E) İnsanın bir davranışı bile, onun iç dünyasını yansıtır.

(ÖSS 1991)

 

3.   Kalem elimdeyken asla mutlu değilim. Tam bir te­dirginlik içindeyim. Çünkü bir şey yaratmak için inanılmaz derecede mücadele ediyorum. Birçoğunun sandığının tersine, yazarken büyük güçlükler çekiyor, bir sürü karalamalar yapma gereğini duyuyorum.

Aşağıdaki yargılardan hangisi, bu parçada söylenenlerle anlamca ayni doğrultudadır?

A) Sanatçı, okurlarının beklentilerine ters düşmeyi göze alarak, sürekli çalışmalı, sanatını, daha doğrusu kendini, her seferinde yeniden kanıtlamalıdır.

B) Benim için her kitabım, sonucunu kestiremediğim bir tür serüven, bir boşluğa atlayıştır; hem de çok yüksekten.

C) Başladığım yolda ilerleseydim, okurları ve eleştirmenleri yönlendirmem kolaylaşırdı; ama kendimi tüketirdim.

D) Yazar, kalemiyle geçinmek için her türlü çabayı göstermeli ancak fırsat buldukça da kendi iç ve dış gerçeğini dile getirmekten kaçınmamalıdır.

E) Yazı yazmak, acı çektiren bir hastalık nöbeti gibi, insanı yoran, ezen ve tüketen bir didişme, sözcüklerle bir savaşmadır.

(ÖSS 1991)

 

4. Bizdeki roman eleştirisi, daha çok, romanda dile getirilen dünya ile gerçek yaşam arasındaki ilişki üzerine temellendirilmiştir. “İçeriği doğru mu?”, “Yazar gerçekçi mi?” soruları yönlendirmiştir eleştiriyi. Bu dar açıdan yaklaşım, kimi yanlış ya da eksik yargıların kemikleşmesine yol açmıştır. Metinler tekrar tekrar, farklı yaklaşımlarla incelen­memiş, değişik açılardan üstünlükleri ya da eksik­likleri araştırılmamıştır. Bu yüzden, varılan yargılar hemen hemen hiç değişmeden kalmıştır.

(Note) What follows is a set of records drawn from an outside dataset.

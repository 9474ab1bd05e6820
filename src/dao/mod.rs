//! Persistence layer: lease and row capabilities plus their backends.

/// CouchDB backend for rows and leases.
#[cfg(feature = "couch-store")]
pub mod couchdb;
/// Typed aggregate <-> row conversion.
pub mod entity;
/// Key sanitization and lock key derivation.
pub mod keys;
/// Exclusive time-bounded leases on named objects.
pub mod lease_store;
/// In-process backends.
pub mod memory;
/// Row and etag types shared by all backends.
pub mod models;
/// MongoDB backend for rows and leases.
#[cfg(feature = "mongo-store")]
pub mod mongodb;
/// Backend-agnostic storage errors.
pub mod storage;
/// Keyed row persistence.
pub mod table_store;

use std::sync::Arc;

use lease_store::LeaseStore;
use storage::StorageResult;
use table_store::TableStore;

/// The pair of capabilities a running service needs from its backend.
#[derive(Clone)]
pub struct Stores {
    /// Lease backend behind the distributed mutex.
    pub leases: Arc<dyn LeaseStore>,
    /// Row backend holding the aggregates.
    pub tables: Arc<dyn TableStore>,
}

impl Stores {
    /// Process-local stores, used for development runs and tests.
    pub fn in_memory(container: impl Into<String>) -> Self {
        Self {
            leases: Arc::new(memory::MemoryLeaseStore::new(container)),
            tables: Arc::new(memory::MemoryTableStore::new()),
        }
    }

    /// Use one backend value for both capabilities.
    pub fn shared<S>(store: S) -> Self
    where
        S: LeaseStore + TableStore + 'static,
    {
        let store = Arc::new(store);
        Self {
            leases: store.clone(),
            tables: store,
        }
    }

    /// Check both capabilities, rows first.
    pub async fn health_check(&self) -> StorageResult<()> {
        self.tables.health_check().await?;
        self.leases.health_check().await
    }

    /// Reconnect both capabilities in place.
    pub async fn try_reconnect(&self) -> StorageResult<()> {
        self.tables.try_reconnect().await?;
        self.leases.try_reconnect().await
    }
}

Bu parçaya göre romanla ilgili eleştirilerde gö­rülen temel eksiklik, aşağıdakilerden hangi­sidir?

A) Eleştirilerin belirli kalıpların dışına çıkmaması

B) Yapılan değerlendirmelerin kişisel eğilimleri yansıtması

C) Eleştirilerde değişik ölçütler kullanılması

D) Değerlendirmelerin, yapıttan çok, sanatçının kişiliğiyle İlgili olması

E) Eleştiri yöntemleri konusunda anlaşmazlık bu­lunması

(ÖSS 1991)

 

5. İstanbul’da doğdum. Yirmi bir yaşıma kadar, Kuz­guncuğun tepesindeki evimizde, babaannem ve büyükbabamla birlikte yaşadım. Bu yüzden çocukluğumla büyüklüğüm arasında pek bir fark yok gibidir. Aile çevremizde çocuktan çok, yaşlı akrabalar ve yaşlı komşular bulunduğu için, on­ların arasında yaşlı bir insan gibi yetiştim.

Bu   sözleri   söyleyen   kişi   aşağıdakilerden hangisiyle nitelendirilebilir?

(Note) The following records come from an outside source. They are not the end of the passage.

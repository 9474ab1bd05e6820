//! Game mutations run under the per-game lock.
//!
//! Every command opens the game with [`EntityClient::mutate`](crate::actor::EntityClient::mutate),
//! which persists and releases on success and releases without persisting on
//! rejection. The stored version is then announced to parked pollers.

use tracing::{debug, info};

use crate::{
    error::ServiceError,
    state::{
        SharedState,
        game::{GAME_PARTITION, Game, slugify},
    },
};

/// A single change requested on a game.
#[derive(Debug, Clone, PartialEq, Eq)]
pub enum GameCommand {
    /// Create the game, or store it again when it already exists.
    Create,
    /// Let new players join.
    Open,
    /// Stop accepting players.
    Close,
    /// End the game for good.
    Finish,
    /// Seat a player.
    AddPlayer {
        /// Display name.
        name: String,
        /// Starting hand.
        cards: Vec<String>,
    },
    /// Replace the current round with a fresh one.
    NewRound {
        /// Prompt card of the round.
        prompt: String,
    },
    /// Archive the decided round, refill hands and start another.
    NextRound {
        /// Prompt card of the new round.
        prompt: String,
        /// Replacements for the cards played in the archived round.
        cards: Vec<String>,
    },
    /// Swap the prompt of the current round.
    NewPrompt {
        /// Replacement prompt.
        prompt: String,
    },
    /// Record the cards a player plays.
    Respond {
        /// Responding player.
        player_id: u32,
        /// Cards played, in order.
        cards: Vec<String>,
    },
    /// Withdraw a player's response.
    ResetResponse {
        /// Player taking the response back.
        player_id: u32,
    },
    /// Count one vote.
    Vote {
        /// Player voting.
        voter_id: u32,
        /// Player voted for.
        votee_id: u32,
    },
    /// Decide the round winner.
    Reveal,
    /// Replace a player's whole hand.
    ShufflePlayerCards {
        /// Owner of the hand.
        player_id: u32,
        /// New hand.
        cards: Vec<String>,
    },
    /// Replace one card in a player's hand.
    ReplacePlayerCard {
        /// Owner of the hand.
        player_id: u32,
        /// Position of the card.
        index: usize,
        /// New card text.
        card: String,
    },
}

impl GameCommand {
    /// Operation name used in logs.
    pub fn name(&self) -> &'static str {
        match self {
            GameCommand::Create => "create",
            GameCommand::Open => "open",
            GameCommand::Close => "close",
            GameCommand::Finish => "finish",
            GameCommand::AddPlayer { .. } => "add_player",
            GameCommand::NewRound { .. } => "new_round",
            GameCommand::NextRound { .. } => "next_round",
            GameCommand::NewPrompt { .. } => "new_prompt",
            GameCommand::Respond { .. } => "respond",
            GameCommand::ResetResponse { .. } => "reset_response",
            GameCommand::Vote { .. } => "vote",
            GameCommand::Reveal => "reveal",
            GameCommand::ShufflePlayerCards { .. } => "shuffle_player_cards",
            GameCommand::ReplacePlayerCard { .. } => "replace_player_card",
        }
    }

    /// Apply the command to a locked game. Any error abandons the change.
    fn apply(self, game: &mut Game, instance: &str) -> Result<(), ServiceError> {
        if !matches!(self, GameCommand::Create) && !game.is_created() {
            return Err(ServiceError::NotFound(format!("game `{instance}` not found")));
        }

        match self {
            GameCommand::Create => game.create(instance),
            GameCommand::Open => game.open(),
            GameCommand::Close => game.close(),
            GameCommand::Finish => game.finish(),
            GameCommand::AddPlayer { name, cards } => {
                if let Some(player_id) = game.add_player(&name, cards) {
                    debug!(player_id, "player joined");
                }
            }
            GameCommand::NewRound { prompt } => game.new_round(&prompt),
            GameCommand::NextRound { prompt, cards } => game.next_round(&prompt, cards),
            GameCommand::NewPrompt { prompt } => game.new_prompt(&prompt),
            GameCommand::Respond { player_id, cards } => game.respond(player_id, cards),
            GameCommand::ResetResponse { player_id } => game.reset_response(player_id),
            GameCommand::Vote { voter_id, votee_id } => game.vote(voter_id, votee_id),
            GameCommand::Reveal => game.reveal(),
            GameCommand::ShufflePlayerCards { player_id, cards } => {
                game.shuffle_player_cards(player_id, cards)?
            }
            GameCommand::ReplacePlayerCard {
                player_id,
                index,
                card,
            } => game.replace_player_card(player_id, index, card)?,
        }
        Ok(())
    }
}

/// Row key of the game addressed by `instance`.
pub fn game_key(instance: &str) -> Result<String, ServiceError> {
    let slug = slugify(instance);
    if slug.is_empty() {
        return Err(ServiceError::InvalidInput(format!(
            "`{instance}` does not name a game"
        )));
    }
    Ok(slug)
}

/// Lock the game, apply `command`, persist, release and notify pollers.
pub async fn execute(
    state: &SharedState,
    instance: &str,
    command: GameCommand,
) -> Result<Game, ServiceError> {
    let key = game_key(instance)?;
    let operation = command.name();
    let entities = state.entities().await?;

    let (game, ()) = entities
        .mutate(GAME_PARTITION, &key, |game: &mut Game| {
            command.apply(game, instance)
        })
        .await?;

    state.versions().notify(&key, game.version);
    info!(game = %key, operation, version = game.version, "game updated");
    Ok(game)
}

/// Read the stored game without locking it.
pub async fn read(state: &SharedState, instance: &str) -> Result<Game, ServiceError> {
    let key = game_key(instance)?;
    let entities = state.entities().await?;
    entities
        .get::<Game>(GAME_PARTITION, &key)
        .await?
        .filter(Game::is_created)
        .ok_or_else(|| ServiceError::NotFound(format!("game `{instance}` not found")))
}

#[cfg(test)]
mod tests {
    use super::*;
    use crate::{config::AppConfig, dao::Stores, state::AppState};

    async fn ready_state() -> SharedState {
        let state = AppState::new(AppConfig::default());
        state.install_stores(Stores::in_memory("locks")).await;
        state
    }

    #[tokio::test]
    async fn each_command_persists_one_version() {
        let state = ready_state().await;

        let created = execute(&state, "Friday Night", GameCommand::Create).await.unwrap();
        assert_eq!(created.version, 1);
        assert_eq!(created.url, "friday-night");

        let joined = execute(
            &state,
            "friday-night",
            GameCommand::AddPlayer {
                name: "ann".into(),
                cards: vec!["a".into()],
            },
        )
        .await
        .unwrap();
        assert_eq!(joined.version, 2);
        assert_eq!(joined.players.len(), 1);

        assert_eq!(state.versions().current_version("friday-night"), 2);
        assert_eq!(read(&state, "Friday Night").await.unwrap().version, 2);
    }

    #[tokio::test]
    async fn commands_on_a_missing_game_are_not_found_and_not_persisted() {
        let state = ready_state().await;

        let err = execute(&state, "ghost", GameCommand::Open).await.unwrap_err();
        assert!(matches!(err, ServiceError::NotFound(_)));
        assert!(matches!(read(&state, "ghost").await, Err(ServiceError::NotFound(_))));
        assert_eq!(state.versions().current_version("ghost"), 0);

        // The rejected command released the lock.
        execute(&state, "ghost", GameCommand::Create).await.unwrap();
    }

    #[tokio::test]
    async fn unknown_player_keeps_the_stored_version() {
        let state = ready_state().await;
        execute(&state, "demo", GameCommand::Create).await.unwrap();

        let err = execute(
            &state,
            "demo",
            GameCommand::ShufflePlayerCards {
                player_id: 4,
                cards: Vec::new(),
            },
        )
        .await
        .unwrap_err();
        assert!(matches!(err, ServiceError::NotFound(_)));
        assert_eq!(read(&state, "demo").await.unwrap().version, 1);
    }

    #[tokio::test]
    async fn unusable_names_are_rejected() {
        let state = ready_state().await;
        let err = execute(&state, "?!", GameCommand::Create).await.unwrap_err();
        assert!(matches!(err, ServiceError::InvalidInput(_)));
    }

    #[tokio::test]
    async fn degraded_mode_refuses_commands() {
        let state = AppState::new(AppConfig::default());
        let err = execute(&state, "demo", GameCommand::Create).await.unwrap_err();
        assert!(matches!(err, ServiceError::Degraded));
    }
}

A) Tanıdığı çevrenin dışına çıkmaktan korkan

B) Çocukluğunu gereği gibi yaşayamamış olan

C) Yoksul bir aile ortamı içinde yetişen

D) Yaşıtlarıyla birlikte olmaktan kaçınan

E) Sürekli olarak kendini eleştiren

(ÖSS 1991)

 

6. Gerçek bir eleştirmen, herhangi bir etki altında kalmadan eleştirisini yazar. Hiçbir zaman art niyetle davranmaz. Bugün övdüğünü yarın yer­meye kalkmaz. Eleştirdiği sanatçının kişiliğini hedef almaktan özellikle kaçınır ve onun sanatını aşağılamaz. Eleştirdiği yapıtı tutarlı, nesnel, bi­limsel verilere dayanarak yargılar.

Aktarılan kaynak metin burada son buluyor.